▶ _PROBLEM DESCRIPTION_
For this exercise, repeat the records below exactly as written.

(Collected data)
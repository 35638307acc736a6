//! Frame codec.
//!
//! [`encode_frame`] and [`decode_frame`] work on whole buffers; [`FrameCodec`]
//! plugs the same logic into `tokio_util` framed streams.

use bytes::{Buf, BufMut, Bytes, BytesMut};
use tokio_util::codec::{Decoder, Encoder};

use crate::error::{ProtocolError, Result};
use crate::frame::Frame;

/// Size of the length prefix on every frame.
pub const LENGTH_PREFIX_SIZE: usize = 4;

/// Smallest max-frame-size either side may announce.
pub const MIN_FRAME_SIZE: usize = 256;

/// Max-frame-size announced when none is configured.
pub const DEFAULT_MAX_FRAME_SIZE: usize = 16_384;

/// Encode `frame` with its length prefix.
///
/// `max_frame_size` bounds the frame excluding the prefix, as negotiated at
/// HELLO. Oversized frames fail with [`ProtocolError::FrameTooLarge`].
pub fn encode_frame(frame: &Frame, max_frame_size: usize) -> Result<Bytes> {
    let mut buf = BytesMut::with_capacity(64);
    buf.put_u32(0);
    frame.encode_body(&mut buf)?;

    let body_len = buf.len() - LENGTH_PREFIX_SIZE;
    if body_len > max_frame_size {
        return Err(ProtocolError::FrameTooLarge {
            size: body_len,
            max: max_frame_size,
        });
    }
    let prefix = u32::try_from(body_len).map_err(|_| ProtocolError::FrameTooLarge {
        size: body_len,
        max: max_frame_size,
    })?;
    buf[..LENGTH_PREFIX_SIZE].copy_from_slice(&prefix.to_be_bytes());
    Ok(buf.freeze())
}

/// Decode one frame from the front of `buf`.
///
/// Returns the frame and the number of bytes consumed, prefix included.
pub fn decode_frame(buf: &[u8]) -> Result<(Frame, usize)> {
    if buf.len() < LENGTH_PREFIX_SIZE {
        return Err(ProtocolError::malformed("buffer shorter than length prefix"));
    }
    let declared = u32::from_be_bytes([buf[0], buf[1], buf[2], buf[3]]) as usize;
    let total = LENGTH_PREFIX_SIZE + declared;
    if buf.len() < total {
        return Err(ProtocolError::malformed(format!(
            "declared length {} exceeds buffer of {} bytes",
            declared,
            buf.len() - LENGTH_PREFIX_SIZE
        )));
    }
    let frame = Frame::decode_body(Bytes::copy_from_slice(&buf[LENGTH_PREFIX_SIZE..total]))?;
    Ok((frame, total))
}

/// Length-prefixed frame codec for `FramedRead`/`FramedWrite`.
///
/// The limit starts at the agent's own max-frame-size and is tightened to the
/// negotiated value once the handshake completes. Length prefixes above the
/// limit are rejected before the body is buffered.
#[derive(Debug, Clone)]
pub struct FrameCodec {
    max_frame_size: usize,
}

impl FrameCodec {
    pub fn new(max_frame_size: usize) -> Self {
        Self { max_frame_size }
    }

    pub fn max_frame_size(&self) -> usize {
        self.max_frame_size
    }

    pub fn set_max_frame_size(&mut self, max_frame_size: usize) {
        self.max_frame_size = max_frame_size;
    }
}

impl Default for FrameCodec {
    fn default() -> Self {
        Self::new(DEFAULT_MAX_FRAME_SIZE)
    }
}

impl Decoder for FrameCodec {
    type Item = Frame;
    type Error = ProtocolError;

    fn decode(&mut self, src: &mut BytesMut) -> Result<Option<Frame>> {
        if src.len() < LENGTH_PREFIX_SIZE {
            return Ok(None);
        }

        let declared = u32::from_be_bytes([src[0], src[1], src[2], src[3]]) as usize;
        if declared > self.max_frame_size {
            return Err(ProtocolError::FrameTooLarge {
                size: declared,
                max: self.max_frame_size,
            });
        }

        let total = LENGTH_PREFIX_SIZE + declared;
        if src.len() < total {
            src.reserve(total - src.len());
            return Ok(None);
        }

        src.advance(LENGTH_PREFIX_SIZE);
        let body = src.split_to(declared).freeze();
        Frame::decode_body(body).map(Some)
    }
}

impl Encoder<Frame> for FrameCodec {
    type Error = ProtocolError;

    fn encode(&mut self, frame: Frame, dst: &mut BytesMut) -> Result<()> {
        let encoded = encode_frame(&frame, self.max_frame_size)?;
        dst.extend_from_slice(&encoded);
        Ok(())
    }
}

▶ _THE ANSWER_
repository 35638307acc736a6
//! Frame codec.
//!
//! [`encode_frame`] and [`decode_frame`] work on whole buffers; [`FrameCodec`]
//! plugs the same logic into `tokio_util` framed streams.

use bytes::{Buf, BufMut, Bytes, BytesMut};
use tokio_util::codec::{Decoder, Encoder};

use crate::error::{ProtocolError, Result};
use crate::frame::Frame;

/// Size of the length prefix on every frame.
pub const LENGTH_PREFIX_SIZE: usize = 4;

/// Smallest max-frame-size either side may announce.
pub const MIN_FRAME_SIZE: usize = 256;

/// Max-frame-size announced when none is configured.
pub const DEFAULT_MAX_FRAME_SIZE: usize = 16_384;

/// Encode `frame` with its length prefix.
///
/// `max_frame_size` bounds the frame excluding the prefix, as negotiated at
/// HELLO. Oversized frames fail with [`ProtocolError::FrameTooLarge`].
pub fn encode_frame(frame: &Frame, max_frame_size: usize) -> Result<Bytes> {
    let mut buf = BytesMut::with_capacity(64);
    buf.put_u32(0);
    frame.encode_body(&mut buf)?;

    let body_len = buf.len() - LENGTH_PREFIX_SIZE;
    if body_len > max_frame_size {
        return Err(ProtocolError::FrameTooLarge {
            size: body_len,
            max: max_frame_size,
        });
    }
    let prefix = u32::try_from(body_len).map_err(|_| ProtocolError::FrameTooLarge {
        size: body_len,
        max: max_frame_size,
    })?;
    buf[..LENGTH_PREFIX_SIZE].copy_from_slice(&prefix.to_be_bytes());
    Ok(buf.freeze())
}

/// Decode one frame from the front of `buf`.
///
/// Returns the frame and the number of bytes consumed, prefix included.
pub fn decode_frame(buf: &[u8]) -> Result<(Frame, usize)> {
    if buf.len() < LENGTH_PREFIX_SIZE {
        return Err(ProtocolError::malformed("buffer shorter than length prefix"));
    }
    let declared = u32::from_be_bytes([buf[0], buf[1], buf[2], buf[3]]) as usize;
    let total = LENGTH_PREFIX_SIZE + declared;
    if buf.len() < total {
        return Err(ProtocolError::malformed(format!(
            "declared length {} exceeds buffer of {} bytes",
            declared,
            buf.len() - LENGTH_PREFIX_SIZE
        )));
    }
    let frame = Frame::decode_body(Bytes::copy_from_slice(&buf[LENGTH_PREFIX_SIZE..total]))?;
    Ok((frame, total))
}

/// Length-prefixed frame codec for `FramedRead`/`FramedWrite`.
///
/// The limit starts at the agent's own max-frame-size and is tightened to the
/// negotiated value once the handshake completes. Length prefixes above the
/// limit are rejected before the body is buffered.
#[derive(Debug, Clone)]
pub struct FrameCodec {
    max_frame_size: usize,
}

impl FrameCodec {
    pub fn new(max_frame_size: usize) -> Self {
        Self { max_frame_size }
    }

    pub fn max_frame_size(&self) -> usize {
        self.max_frame_size
    }

    pub fn set_max_frame_size(&mut self, max_frame_size: usize) {
        self.max_frame_size = max_frame_size;
    }
}

impl Default for FrameCodec {
    fn default() -> Self {
        Self::new(DEFAULT_MAX_FRAME_SIZE)
    }
}

impl Decoder for FrameCodec {
    type Item = Frame;
    type Error = ProtocolError;

    fn decode(&mut self, src: &mut BytesMut) -> Result<Option<Frame>> {
        if src.len() < LENGTH_PREFIX_SIZE {
            return Ok(None);
        }

        let declared = u32::from_be_bytes([src[0], src[1], src[2], src[3]]) as usize;
        if declared > self.max_frame_size {
            return Err(ProtocolError::FrameTooLarge {
                size: declared,
                max: self.max_frame_size,
            });
        }

        let total = LENGTH_PREFIX_SIZE + declared;
        if src.len() < total {
            src.reserve(total - src.len());
            return Ok(None);
        }

        src.advance(LENGTH_PREFIX_SIZE);
        let body = src.split_to(declared).freeze();
        Frame::decode_body(body).map(Some)
    }
}

impl Encoder<Frame> for FrameCodec {
    type Error = ProtocolError;

    fn encode(&mut self, frame: Frame, dst: &mut BytesMut) -> Result<()> {
        let encoded = encode_frame(&frame, self.max_frame_size)?;
        dst.extend_from_slice(&encoded);
        Ok(())
    }
}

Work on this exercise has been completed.